Data records
------------------------------------------------

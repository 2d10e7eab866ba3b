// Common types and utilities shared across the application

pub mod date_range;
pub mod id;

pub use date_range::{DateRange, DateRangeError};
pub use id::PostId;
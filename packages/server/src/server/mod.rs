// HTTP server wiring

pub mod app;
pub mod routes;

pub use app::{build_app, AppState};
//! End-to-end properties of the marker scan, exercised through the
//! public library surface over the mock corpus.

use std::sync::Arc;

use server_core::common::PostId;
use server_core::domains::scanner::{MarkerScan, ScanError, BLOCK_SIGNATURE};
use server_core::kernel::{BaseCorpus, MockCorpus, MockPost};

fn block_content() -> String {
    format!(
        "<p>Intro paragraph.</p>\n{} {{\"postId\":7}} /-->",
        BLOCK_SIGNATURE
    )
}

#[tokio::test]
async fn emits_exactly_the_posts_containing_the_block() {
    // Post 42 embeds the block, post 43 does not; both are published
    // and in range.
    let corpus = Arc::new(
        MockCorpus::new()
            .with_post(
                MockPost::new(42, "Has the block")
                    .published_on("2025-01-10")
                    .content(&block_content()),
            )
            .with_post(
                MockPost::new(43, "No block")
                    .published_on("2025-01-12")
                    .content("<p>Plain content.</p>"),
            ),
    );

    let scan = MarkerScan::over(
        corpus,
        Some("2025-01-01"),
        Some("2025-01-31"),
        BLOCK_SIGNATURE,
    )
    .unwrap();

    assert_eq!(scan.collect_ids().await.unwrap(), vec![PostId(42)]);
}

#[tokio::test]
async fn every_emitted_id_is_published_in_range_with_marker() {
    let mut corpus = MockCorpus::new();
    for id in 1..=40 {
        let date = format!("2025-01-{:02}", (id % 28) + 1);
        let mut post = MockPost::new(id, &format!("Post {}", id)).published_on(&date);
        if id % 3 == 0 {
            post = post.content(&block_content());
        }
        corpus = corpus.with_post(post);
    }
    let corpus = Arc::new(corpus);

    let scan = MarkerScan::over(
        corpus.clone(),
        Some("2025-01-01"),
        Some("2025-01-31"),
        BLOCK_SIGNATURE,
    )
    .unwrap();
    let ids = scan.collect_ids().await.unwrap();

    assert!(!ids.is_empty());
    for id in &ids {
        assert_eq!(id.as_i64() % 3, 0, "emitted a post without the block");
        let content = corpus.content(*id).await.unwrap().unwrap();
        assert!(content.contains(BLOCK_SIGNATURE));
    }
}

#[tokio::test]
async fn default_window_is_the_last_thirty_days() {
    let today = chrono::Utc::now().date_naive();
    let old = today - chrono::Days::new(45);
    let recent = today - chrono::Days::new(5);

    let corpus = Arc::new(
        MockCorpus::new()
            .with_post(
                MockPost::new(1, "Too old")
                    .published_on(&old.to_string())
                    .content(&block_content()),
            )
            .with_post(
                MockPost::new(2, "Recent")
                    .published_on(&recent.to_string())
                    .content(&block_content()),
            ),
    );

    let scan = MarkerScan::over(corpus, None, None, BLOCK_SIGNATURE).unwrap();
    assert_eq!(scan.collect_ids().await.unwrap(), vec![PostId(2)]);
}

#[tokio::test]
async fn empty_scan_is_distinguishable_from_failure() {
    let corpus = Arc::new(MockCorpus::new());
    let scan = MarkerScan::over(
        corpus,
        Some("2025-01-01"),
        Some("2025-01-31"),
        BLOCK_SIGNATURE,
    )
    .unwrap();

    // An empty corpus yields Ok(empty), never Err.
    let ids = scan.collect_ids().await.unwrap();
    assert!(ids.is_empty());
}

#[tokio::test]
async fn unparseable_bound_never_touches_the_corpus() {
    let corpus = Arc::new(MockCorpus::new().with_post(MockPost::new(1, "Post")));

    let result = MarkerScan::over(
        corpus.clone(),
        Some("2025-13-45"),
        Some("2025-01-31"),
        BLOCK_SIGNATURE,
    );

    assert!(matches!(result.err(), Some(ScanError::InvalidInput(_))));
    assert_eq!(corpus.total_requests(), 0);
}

------------------------------------------------

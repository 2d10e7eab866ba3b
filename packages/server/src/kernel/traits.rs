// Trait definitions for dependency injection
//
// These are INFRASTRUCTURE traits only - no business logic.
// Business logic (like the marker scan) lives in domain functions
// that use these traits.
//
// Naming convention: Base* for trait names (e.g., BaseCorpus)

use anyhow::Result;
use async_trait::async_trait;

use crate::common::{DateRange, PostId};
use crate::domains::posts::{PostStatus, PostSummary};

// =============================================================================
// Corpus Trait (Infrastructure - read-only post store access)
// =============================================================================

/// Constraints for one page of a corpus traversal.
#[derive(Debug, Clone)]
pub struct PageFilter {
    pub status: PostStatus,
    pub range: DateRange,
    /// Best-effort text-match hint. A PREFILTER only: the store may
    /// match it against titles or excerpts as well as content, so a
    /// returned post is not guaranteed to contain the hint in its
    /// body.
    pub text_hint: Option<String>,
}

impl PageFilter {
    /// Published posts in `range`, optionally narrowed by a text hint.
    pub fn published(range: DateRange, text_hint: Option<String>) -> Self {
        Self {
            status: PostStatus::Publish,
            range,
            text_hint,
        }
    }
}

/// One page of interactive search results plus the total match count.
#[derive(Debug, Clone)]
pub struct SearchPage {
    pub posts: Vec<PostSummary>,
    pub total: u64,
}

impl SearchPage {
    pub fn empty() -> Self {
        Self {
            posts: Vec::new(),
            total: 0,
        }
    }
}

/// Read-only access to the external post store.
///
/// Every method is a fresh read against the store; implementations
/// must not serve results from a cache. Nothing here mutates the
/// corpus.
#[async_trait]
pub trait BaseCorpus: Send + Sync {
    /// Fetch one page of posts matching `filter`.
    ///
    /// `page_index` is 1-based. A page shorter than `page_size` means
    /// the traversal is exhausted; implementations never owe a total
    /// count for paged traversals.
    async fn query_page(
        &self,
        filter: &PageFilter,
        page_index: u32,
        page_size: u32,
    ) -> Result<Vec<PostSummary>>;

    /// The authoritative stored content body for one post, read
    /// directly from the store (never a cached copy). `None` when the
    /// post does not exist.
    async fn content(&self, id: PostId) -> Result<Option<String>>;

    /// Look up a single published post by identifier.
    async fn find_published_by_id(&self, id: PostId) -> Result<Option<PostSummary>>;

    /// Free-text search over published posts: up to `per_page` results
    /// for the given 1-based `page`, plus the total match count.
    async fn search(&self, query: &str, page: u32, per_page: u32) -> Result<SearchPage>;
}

------------------------------------------------

A single number is expected: how many lines in the entries above hold the word "format".

The completed task
3